SUPPLIED MATERIAL

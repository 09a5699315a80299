use async_trait::async_trait;
use chrono::{DateTime, Utc};

use shared_models::{Account, Appointment, AppointmentStatus, Availability};

use crate::error::DatabaseResult;

/// Account collection. Emails are stored normalized; `insert_account`
/// rejects a second account with the same email as a unique violation.
#[async_trait]
pub trait AccountStore: Send + Sync {
    async fn insert_account(&self, account: Account) -> DatabaseResult<Account>;

    async fn find_account(&self, id: &str) -> DatabaseResult<Option<Account>>;

    async fn find_account_by_email(&self, email: &str) -> DatabaseResult<Option<Account>>;

    async fn list_accounts(&self) -> DatabaseResult<Vec<Account>>;

    /// Replace a doctor's availability document. Returns `None` when the id is unknown.
    async fn update_availability(
        &self,
        id: &str,
        availability: Availability,
    ) -> DatabaseResult<Option<Account>>;
}

/// Appointment collection. Listing returns insertion order.
#[async_trait]
pub trait AppointmentStore: Send + Sync {
    async fn insert_appointment(&self, appointment: Appointment) -> DatabaseResult<Appointment>;

    async fn find_appointment(&self, id: &str) -> DatabaseResult<Option<Appointment>>;

    async fn list_appointments(&self) -> DatabaseResult<Vec<Appointment>>;

    /// Remove the record, returning what was removed.
    async fn delete_appointment(&self, id: &str) -> DatabaseResult<Option<Appointment>>;

    async fn update_appointment_date(
        &self,
        id: &str,
        appointment_date: DateTime<Utc>,
    ) -> DatabaseResult<Option<Appointment>>;

    async fn update_appointment_status(
        &self,
        id: &str,
        status: AppointmentStatus,
    ) -> DatabaseResult<Option<Appointment>>;
}
use base64::{engine::general_purpose::URL_SAFE_NO_PAD, Engine};
use chrono::{Duration, Utc};
use hmac::{Hmac, Mac};
use sha2::Sha256;
use tracing::debug;

use shared_models::account::Role;
use shared_models::auth::{AuthUser, JwtClaims, JwtHeader};

type HmacSha256 = Hmac<Sha256>;

const ALGORITHM: &str = "HS256";

fn sign(signing_input: &str, jwt_secret: &str) -> Result<Vec<u8>, String> {
    let mut mac = HmacSha256::new_from_slice(jwt_secret.as_bytes())
        .map_err(|_| "Failed to create HMAC".to_string())?;
    mac.update(signing_input.as_bytes());
    Ok(mac.finalize().into_bytes().to_vec())
}

/// Issue an HS256 identity token carrying the account id and role.
pub fn issue_token(user_id: &str, role: Role, jwt_secret: &str, ttl_hours: i64) -> Result<String, String> {
    if jwt_secret.is_empty() {
        return Err("JWT secret is not set".to_string());
    }

    let now = Utc::now();
    let header = JwtHeader {
        alg: ALGORITHM.to_string(),
        typ: "JWT".to_string(),
    };
    let claims = JwtClaims {
        sub: user_id.to_string(),
        role,
        iat: now.timestamp(),
        exp: (now + Duration::hours(ttl_hours)).timestamp(),
    };

    let header_json = serde_json::to_string(&header).map_err(|e| e.to_string())?;
    let claims_json = serde_json::to_string(&claims).map_err(|e| e.to_string())?;

    let signing_input = format!(
        "{}.{}",
        URL_SAFE_NO_PAD.encode(header_json),
        URL_SAFE_NO_PAD.encode(claims_json)
    );
    let signature = sign(&signing_input, jwt_secret)?;

    debug!("Issued token for user: {}", user_id);
    Ok(format!("{}.{}", signing_input, URL_SAFE_NO_PAD.encode(signature)))
}

pub fn validate_token(token: &str, jwt_secret: &str) -> Result<AuthUser, String> {
    if jwt_secret.is_empty() {
        return Err("JWT secret is not set".to_string());
    }

    // Split token into parts
    let parts: Vec<&str> = token.split('.').collect();
    if parts.len() != 3 {
        return Err("Invalid token format".to_string());
    }

    let header_b64 = parts[0];
    let claims_b64 = parts[1];
    let signature_b64 = parts[2];

    let signature = match URL_SAFE_NO_PAD.decode(signature_b64) {
        Ok(sig) => sig,
        Err(e) => {
            debug!("Failed to decode signature: {}", e);
            return Err("Invalid signature encoding".to_string());
        }
    };

    let signature_string = format!("{}.{}", header_b64, claims_b64);

    let mut mac = match HmacSha256::new_from_slice(jwt_secret.as_bytes()) {
        Ok(m) => m,
        Err(_) => return Err("Failed to create HMAC".to_string()),
    };

    mac.update(signature_string.as_bytes());

    if mac.verify_slice(&signature).is_err() {
        debug!("Token signature verification failed");
        return Err("Invalid token signature".to_string());
    }

    let header: JwtHeader = URL_SAFE_NO_PAD
        .decode(header_b64)
        .ok()
        .and_then(|bytes| serde_json::from_slice(&bytes).ok())
        .ok_or_else(|| "Invalid header encoding".to_string())?;

    if header.alg != ALGORITHM {
        debug!("Unsupported token algorithm: {}", header.alg);
        return Err("Unsupported token algorithm".to_string());
    }

    let claims_json = match URL_SAFE_NO_PAD.decode(claims_b64) {
        Ok(bytes) => match String::from_utf8(bytes) {
            Ok(json_str) => json_str,
            Err(_) => return Err("Invalid claims encoding".to_string()),
        },
        Err(_) => return Err("Invalid claims encoding".to_string()),
    };

    let claims: JwtClaims = match serde_json::from_str(&claims_json) {
        Ok(c) => c,
        Err(e) => {
            debug!("Failed to parse claims: {}", e);
            return Err("Invalid claims format".to_string());
        },
    };

    let now = Utc::now().timestamp();
    if claims.exp < now {
        debug!("Token expired at {} (now: {})", claims.exp, now);
        return Err("Token expired".to_string());
    }

    debug!("Token validated successfully for user: {}", claims.sub);
    Ok(AuthUser {
        id: claims.sub,
        role: claims.role,
    })
}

EXERCISE
Each line above that includes "JwtClaims" should be shown.

ANSWER TO THE EXERCISE
use shared_models::auth::{AuthUser, JwtClaims, JwtHeader};
    let claims = JwtClaims {
    let claims: JwtClaims = match serde_json::from_str(&claims_json) {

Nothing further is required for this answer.